# [WHAT THIS TASK INVOLVES]
Copy out all lines in the data below containing the string "memory".

<<<<

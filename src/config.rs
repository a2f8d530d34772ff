// ===============================
// src/config.rs
// ===============================
/*
=============================================================================
Project : pos_client — async REST client & CLI for a point-of-sale backend
Module  : config.rs
Version : 0.1.0
License : MIT (see LICENSE)

Summary : Typed client for the POS REST API (auth, catalog CRUD, cash
          register sessions, sales, purchases, WhatsApp carts, presigned
          image upload), local preferences, JSONL cash journal and
          Prometheus request metrics.
=============================================================================
*/
use std::env;
use dotenvy::dotenv;

/// Backend used for the cash register.
#[derive(Clone, Debug, PartialEq, Eq)]
pub enum BackendMode {
    /// In-memory backend, same server-side rules, state lives for one process.
    Mock,
    Remote,
}

impl BackendMode {
    pub fn from_env(key: &str, default_mode: BackendMode) -> BackendMode {
        Self::parse(&env::var(key).unwrap_or_default()).unwrap_or(default_mode)
    }

    pub fn parse(s: &str) -> Option<BackendMode> {
        match s.trim().to_ascii_lowercase().as_str() {
            "mock" | "memory" => Some(BackendMode::Mock),
            "remote" | "http" => Some(BackendMode::Remote),
            _ => None,
        }
    }

    pub fn as_str(&self) -> &'static str {
        match self {
            BackendMode::Mock => "mock",
            BackendMode::Remote => "remote",
        }
    }
}

#[derive(Clone, Debug)]
pub struct Settings {
    // backend
    pub api_base_url: String,
    pub api_token: Option<String>,
    pub cashbox_mode: BackendMode,

    // files
    pub prefs_file: String,
    pub record_file: Option<String>,

    // defaults for commands that need a store / user
    pub store_id: Option<i64>,
    pub user_id: Option<i64>,
}

pub const DEFAULT_BASE_URL: &str = "http://localhost:8080";
pub const DEFAULT_PREFS_FILE: &str = ".pos_prefs.json";

fn env_i64(key: &str) -> Option<i64> {
    env::var(key).ok().and_then(|s| s.trim().parse().ok())
}

fn env_non_empty(key: &str) -> Option<String> {
    env::var(key)
        .ok()
        .map(|s| s.trim().to_string())
        .filter(|s| !s.is_empty())
}

pub fn load() -> Settings {
    // .env is optional
    let _ = dotenv();

    let api_base_url = env_non_empty("API_BASE_URL")
        .unwrap_or_else(|| DEFAULT_BASE_URL.to_string())
        .trim_end_matches('/')
        .to_string();

    Settings {
        api_base_url,
        api_token: env_non_empty("API_TOKEN"),
        cashbox_mode: BackendMode::from_env("CASHBOX_MODE", BackendMode::Remote),
        prefs_file: env_non_empty("PREFS_FILE").unwrap_or_else(|| DEFAULT_PREFS_FILE.to_string()),
        record_file: env_non_empty("RECORD_FILE"),
        store_id: env_i64("STORE_ID"),
        user_id: env_i64("USER_ID"),
    }
}

#[cfg(test)]
mod tests {
    use super::*;

    #[test]
    fn backend_mode_parsing() {
        assert_eq!(BackendMode::parse("MOCK"), Some(BackendMode::Mock));
        assert_eq!(BackendMode::parse(" remote "), Some(BackendMode::Remote));
        assert_eq!(BackendMode::parse("http"), Some(BackendMode::Remote));
        assert_eq!(BackendMode::parse("binance"), None);
        assert_eq!(BackendMode::Mock.as_str(), "mock");
    }
}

>>>>

# [ANSWER BOX]
    /// In-memory backend, same server-side rules, state lives for one process.
            "mock" | "memory" => Some(BackendMode::Mock),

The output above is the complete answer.